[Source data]
-*-

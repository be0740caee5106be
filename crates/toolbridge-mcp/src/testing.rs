//! Scripted endpoints for unit tests.
//!
//! [`FakeSupervisor`] hands out in-memory `tokio::io::duplex` pipes instead
//! of real processes. Each "process" is a task that reads newline-delimited
//! requests and answers through a [`Handler`].

use std::collections::HashMap;
use std::sync::Arc;
use std::sync::atomic::{AtomicU64, Ordering};
use std::time::Duration;

use async_trait::async_trait;
use parking_lot::Mutex;
use serde_json::{Value, json};
use tokio::io::{AsyncBufReadExt, AsyncWriteExt, BufReader};
use tokio::task::JoinHandle;

use crate::error::{McpError, Result};
use crate::supervisor::{ProcessId, ProcessInfo, ProcessStatus, ProcessStream, ProcessSupervisor};

/// What a scripted endpoint does with one request.
pub(crate) enum Reply {
    Result(Value),
    Error(i64, String),
    /// Answer after a pause. Blocks the endpoint meanwhile.
    Delayed(Duration, Value),
    /// Never answer.
    Silent,
    /// Close the pipes without answering.
    Exit,
}

pub(crate) type Handler = Arc<dyn Fn(&str, &Value) -> Reply + Send + Sync>;

/// A well-behaved endpoint exposing `tools`.
///
/// `add` sums `a` and `b`, `echo` returns `text`, `fail` reports a tool-level
/// error, `slow` answers after two seconds, `crash` exits.
pub(crate) fn tool_server(tools: &[&str]) -> Handler {
    let tools: Vec<Value> = tools
        .iter()
        .map(|name| json!({"name": name, "description": format!("{} tool", name)}))
        .collect();
    Arc::new(move |method: &str, params: &Value| match method {
        "initialize" => Reply::Result(json!({
            "protocolVersion": "2024-11-05",
            "capabilities": {"tools": {}},
            "serverInfo": {"name": "scripted", "version": "1.0"}
        })),
        "tools/list" => Reply::Result(json!({"tools": tools})),
        "ping" => Reply::Result(json!({})),
        "tools/call" => {
            let args = &params["arguments"];
            match params["name"].as_str().unwrap_or_default() {
                "add" => {
                    let sum = args["a"].as_i64().unwrap_or(0) + args["b"].as_i64().unwrap_or(0);
                    Reply::Result(json!({"content": [{"type": "text", "text": sum.to_string()}]}))
                }
                "echo" => Reply::Result(json!({
                    "content": [{"type": "text", "text": args["text"].as_str().unwrap_or_default()}]
                })),
                "fail" => Reply::Result(json!({
                    "content": [{"type": "text", "text": "tool blew up"}],
                    "isError": true
                })),
                "slow" => Reply::Delayed(Duration::from_secs(2), json!({"content": []})),
                "crash" => Reply::Exit,
                other => Reply::Error(-32602, format!("unknown tool {}", other)),
            }
        }
        _ => Reply::Error(-32601, format!("Method not found: {}", method)),
    })
}

/// Run a scripted endpoint and return the client side of its pipes.
pub(crate) fn scripted_stream(handler: Handler) -> (ProcessStream, JoinHandle<()>) {
    let (client, server) = tokio::io::duplex(64 * 1024);
    let (client_read, client_write) = tokio::io::split(client);
    let task = tokio::spawn(serve(server, handler));
    (ProcessStream::new(client_write, client_read), task)
}

async fn serve(io: tokio::io::DuplexStream, handler: Handler) {
    let (read, mut write) = tokio::io::split(io);
    let mut lines = BufReader::new(read).lines();

    while let Ok(Some(line)) = lines.next_line().await {
        let Ok(message) = serde_json::from_str::<Value>(&line) else {
            continue;
        };
        // Notifications carry no id and get no answer.
        let Some(id) = message.get("id").cloned() else {
            continue;
        };
        let method = message["method"].as_str().unwrap_or_default();

        let envelope = match handler(method, &message["params"]) {
            Reply::Result(result) => json!({"jsonrpc": "2.0", "id": id, "result": result}),
            Reply::Error(code, msg) => {
                json!({"jsonrpc": "2.0", "id": id, "error": {"code": code, "message": msg}})
            }
            Reply::Delayed(pause, result) => {
                tokio::time::sleep(pause).await;
                json!({"jsonrpc": "2.0", "id": id, "result": result})
            }
            Reply::Silent => continue,
            Reply::Exit => break,
        };

        let mut bytes = envelope.to_string().into_bytes();
        bytes.push(b'\n');
        if write.write_all(&bytes).await.is_err() {
            break;
        }
    }
}

struct FakeProcess {
    stream: Option<ProcessStream>,
    task: JoinHandle<()>,
}

/// Supervisor whose processes are scripted in-memory endpoints.
pub(crate) struct FakeSupervisor {
    handler: Option<Handler>,
    next_id: AtomicU64,
    processes: Mutex<HashMap<ProcessId, FakeProcess>>,
    spawned: Mutex<Vec<String>>,
    stopped: Mutex<Vec<ProcessId>>,
}

impl FakeSupervisor {
    pub(crate) fn new(handler: Handler) -> Self {
        Self {
            handler: Some(handler),
            next_id: AtomicU64::new(0),
            processes: Mutex::new(HashMap::new()),
            spawned: Mutex::new(Vec::new()),
            stopped: Mutex::new(Vec::new()),
        }
    }

    /// A supervisor on which every spawn fails.
    pub(crate) fn failing() -> Self {
        Self {
            handler: None,
            ..Self::new(tool_server(&[]))
        }
    }

    /// Command lines passed to `start_process`, in order.
    pub(crate) fn spawned(&self) -> Vec<String> {
        self.spawned.lock().clone()
    }

    /// Processes passed to `stop_process`, in order.
    pub(crate) fn stopped(&self) -> Vec<ProcessId> {
        self.stopped.lock().clone()
    }

    /// Simulate every process dying.
    pub(crate) fn kill_all(&self) {
        for process in self.processes.lock().values() {
            process.task.abort();
        }
    }
}

#[async_trait]
impl ProcessSupervisor for FakeSupervisor {
    async fn start_process(&self, program: &str, args: &[String]) -> Result<ProcessId> {
        let command = std::iter::once(program.to_string())
            .chain(args.iter().cloned())
            .collect::<Vec<_>>()
            .join(" ");
        self.spawned.lock().push(command);

        let Some(handler) = self.handler.as_ref().map(Arc::clone) else {
            return Err(McpError::spawn_failure(format!(
                "failed to spawn '{}': No such file or directory",
                program
            )));
        };

        let id = ProcessId(self.next_id.fetch_add(1, Ordering::Relaxed) + 1);
        let (stream, task) = scripted_stream(handler);
        self.processes.lock().insert(
            id,
            FakeProcess {
                stream: Some(stream),
                task,
            },
        );
        Ok(id)
    }

    fn get_process(&self, id: ProcessId) -> Option<ProcessInfo> {
        self.processes.lock().get(&id).map(|process| {
            if process.task.is_finished() {
                ProcessInfo {
                    status: ProcessStatus::Exited,
                    error: Some("process exited".to_string()),
                }
            } else {
                ProcessInfo {
                    status: ProcessStatus::Running,
                    error: None,
                }
            }
        })
    }

    fn take_stream(&self, id: ProcessId) -> Result<ProcessStream> {
        self.processes
            .lock()
            .get_mut(&id)
            .and_then(|process| process.stream.take())
            .ok_or_else(|| McpError::spawn_failure(format!("no stream for {}", id)))
    }

    async fn stop_process(&self, id: ProcessId) -> Result<()> {
        if let Some(process) = self.processes.lock().get(&id) {
            process.task.abort();
            self.stopped.lock().push(id);
        }
        Ok(())
    }
}

/// A wiremock responder that answers every JSON-RPC request with `result`,
/// echoing the request id.
pub(crate) fn rpc_responder(
    result: Value,
) -> impl Fn(&wiremock::Request) -> wiremock::ResponseTemplate + Send + Sync + 'static {
    move |req: &wiremock::Request| {
        let body: Value = serde_json::from_slice(&req.body).unwrap_or(Value::Null);
        wiremock::ResponseTemplate::new(200).set_body_json(json!({
            "jsonrpc": "2.0",
            "id": body["id"],
            "result": result
        }))
    }
}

-*-

• **About this task**: Would you set down every record again, exactly as it appears above?

• **Reply**:
repository be0740caee5106be
filename crates/toolbridge-mcp/src/testing.rs
//! Scripted endpoints for unit tests.
//!
//! [`FakeSupervisor`] hands out in-memory `tokio::io::duplex` pipes instead
//! of real processes. Each "process" is a task that reads newline-delimited
//! requests and answers through a [`Handler`].

use std::collections::HashMap;
use std::sync::Arc;
use std::sync::atomic::{AtomicU64, Ordering};
use std::time::Duration;

use async_trait::async_trait;
use parking_lot::Mutex;
use serde_json::{Value, json};
use tokio::io::{AsyncBufReadExt, AsyncWriteExt, BufReader};
use tokio::task::JoinHandle;

use crate::error::{McpError, Result};
use crate::supervisor::{ProcessId, ProcessInfo, ProcessStatus, ProcessStream, ProcessSupervisor};

/// What a scripted endpoint does with one request.
pub(crate) enum Reply {
    Result(Value),
    Error(i64, String),
    /// Answer after a pause. Blocks the endpoint meanwhile.
    Delayed(Duration, Value),
    /// Never answer.
    Silent,
    /// Close the pipes without answering.
    Exit,
}

pub(crate) type Handler = Arc<dyn Fn(&str, &Value) -> Reply + Send + Sync>;

/// A well-behaved endpoint exposing `tools`.
///
/// `add` sums `a` and `b`, `echo` returns `text`, `fail` reports a tool-level
/// error, `slow` answers after two seconds, `crash` exits.
pub(crate) fn tool_server(tools: &[&str]) -> Handler {
    let tools: Vec<Value> = tools
        .iter()
        .map(|name| json!({"name": name, "description": format!("{} tool", name)}))
        .collect();
    Arc::new(move |method: &str, params: &Value| match method {
        "initialize" => Reply::Result(json!({
            "protocolVersion": "2024-11-05",
            "capabilities": {"tools": {}},
            "serverInfo": {"name": "scripted", "version": "1.0"}
        })),
        "tools/list" => Reply::Result(json!({"tools": tools})),
        "ping" => Reply::Result(json!({})),
        "tools/call" => {
            let args = &params["arguments"];
            match params["name"].as_str().unwrap_or_default() {
                "add" => {
                    let sum = args["a"].as_i64().unwrap_or(0) + args["b"].as_i64().unwrap_or(0);
                    Reply::Result(json!({"content": [{"type": "text", "text": sum.to_string()}]}))
                }
                "echo" => Reply::Result(json!({
                    "content": [{"type": "text", "text": args["text"].as_str().unwrap_or_default()}]
                })),
                "fail" => Reply::Result(json!({
                    "content": [{"type": "text", "text": "tool blew up"}],
                    "isError": true
                })),
                "slow" => Reply::Delayed(Duration::from_secs(2), json!({"content": []})),
                "crash" => Reply::Exit,
                other => Reply::Error(-32602, format!("unknown tool {}", other)),
            }
        }
        _ => Reply::Error(-32601, format!("Method not found: {}", method)),
    })
}

/// Run a scripted endpoint and return the client side of its pipes.
pub(crate) fn scripted_stream(handler: Handler) -> (ProcessStream, JoinHandle<()>) {
    let (client, server) = tokio::io::duplex(64 * 1024);
    let (client_read, client_write) = tokio::io::split(client);
    let task = tokio::spawn(serve(server, handler));
    (ProcessStream::new(client_write, client_read), task)
}

async fn serve(io: tokio::io::DuplexStream, handler: Handler) {
    let (read, mut write) = tokio::io::split(io);
    let mut lines = BufReader::new(read).lines();

    while let Ok(Some(line)) = lines.next_line().await {
        let Ok(message) = serde_json::from_str::<Value>(&line) else {
            continue;
        };
        // Notifications carry no id and get no answer.
        let Some(id) = message.get("id").cloned() else {
            continue;
        };
        let method = message["method"].as_str().unwrap_or_default();

        let envelope = match handler(method, &message["params"]) {
            Reply::Result(result) => json!({"jsonrpc": "2.0", "id": id, "result": result}),
            Reply::Error(code, msg) => {
                json!({"jsonrpc": "2.0", "id": id, "error": {"code": code, "message": msg}})
            }
            Reply::Delayed(pause, result) => {
                tokio::time::sleep(pause).await;
                json!({"jsonrpc": "2.0", "id": id, "result": result})
            }
            Reply::Silent => continue,
            Reply::Exit => break,
        };

        let mut bytes = envelope.to_string().into_bytes();
        bytes.push(b'\n');
        if write.write_all(&bytes).await.is_err() {
            break;
        }
    }
}

struct FakeProcess {
    stream: Option<ProcessStream>,
    task: JoinHandle<()>,
}

/// Supervisor whose processes are scripted in-memory endpoints.
pub(crate) struct FakeSupervisor {
    handler: Option<Handler>,
    next_id: AtomicU64,
    processes: Mutex<HashMap<ProcessId, FakeProcess>>,
    spawned: Mutex<Vec<String>>,
    stopped: Mutex<Vec<ProcessId>>,
}

impl FakeSupervisor {
    pub(crate) fn new(handler: Handler) -> Self {
        Self {
            handler: Some(handler),
            next_id: AtomicU64::new(0),
            processes: Mutex::new(HashMap::new()),
            spawned: Mutex::new(Vec::new()),
            stopped: Mutex::new(Vec::new()),
        }
    }

    /// A supervisor on which every spawn fails.
    pub(crate) fn failing() -> Self {
        Self {
            handler: None,
            ..Self::new(tool_server(&[]))
        }
    }

    /// Command lines passed to `start_process`, in order.
    pub(crate) fn spawned(&self) -> Vec<String> {
        self.spawned.lock().clone()
    }

    /// Processes passed to `stop_process`, in order.
    pub(crate) fn stopped(&self) -> Vec<ProcessId> {
        self.stopped.lock().clone()
    }

    /// Simulate every process dying.
    pub(crate) fn kill_all(&self) {
        for process in self.processes.lock().values() {
            process.task.abort();
        }
    }
}

#[async_trait]
impl ProcessSupervisor for FakeSupervisor {
    async fn start_process(&self, program: &str, args: &[String]) -> Result<ProcessId> {
        let command = std::iter::once(program.to_string())
            .chain(args.iter().cloned())
            .collect::<Vec<_>>()
            .join(" ");
        self.spawned.lock().push(command);

        let Some(handler) = self.handler.as_ref().map(Arc::clone) else {
            return Err(McpError::spawn_failure(format!(
                "failed to spawn '{}': No such file or directory",
                program
            )));
        };

        let id = ProcessId(self.next_id.fetch_add(1, Ordering::Relaxed) + 1);
        let (stream, task) = scripted_stream(handler);
        self.processes.lock().insert(
            id,
            FakeProcess {
                stream: Some(stream),
                task,
            },
        );
        Ok(id)
    }

    fn get_process(&self, id: ProcessId) -> Option<ProcessInfo> {
        self.processes.lock().get(&id).map(|process| {
            if process.task.is_finished() {
                ProcessInfo {
                    status: ProcessStatus::Exited,
                    error: Some("process exited".to_string()),
                }
            } else {
                ProcessInfo {
                    status: ProcessStatus::Running,
                    error: None,
                }
            }
        })
    }

    fn take_stream(&self, id: ProcessId) -> Result<ProcessStream> {
        self.processes
            .lock()
            .get_mut(&id)
            .and_then(|process| process.stream.take())
            .ok_or_else(|| McpError::spawn_failure(format!("no stream for {}", id)))
    }

    async fn stop_process(&self, id: ProcessId) -> Result<()> {
        if let Some(process) = self.processes.lock().get(&id) {
            process.task.abort();
            self.stopped.lock().push(id);
        }
        Ok(())
    }
}

/// A wiremock responder that answers every JSON-RPC request with `result`,
/// echoing the request id.
pub(crate) fn rpc_responder(
    result: Value,
) -> impl Fn(&wiremock::Request) -> wiremock::ResponseTemplate + Send + Sync + 'static {
    move |req: &wiremock::Request| {
        let body: Value = serde_json::from_slice(&req.body).unwrap_or(Value::Null);
        wiremock::ResponseTemplate::new(200).set_body_json(json!({
            "jsonrpc": "2.0",
            "id": body["id"],
            "result": result
        }))
    }
}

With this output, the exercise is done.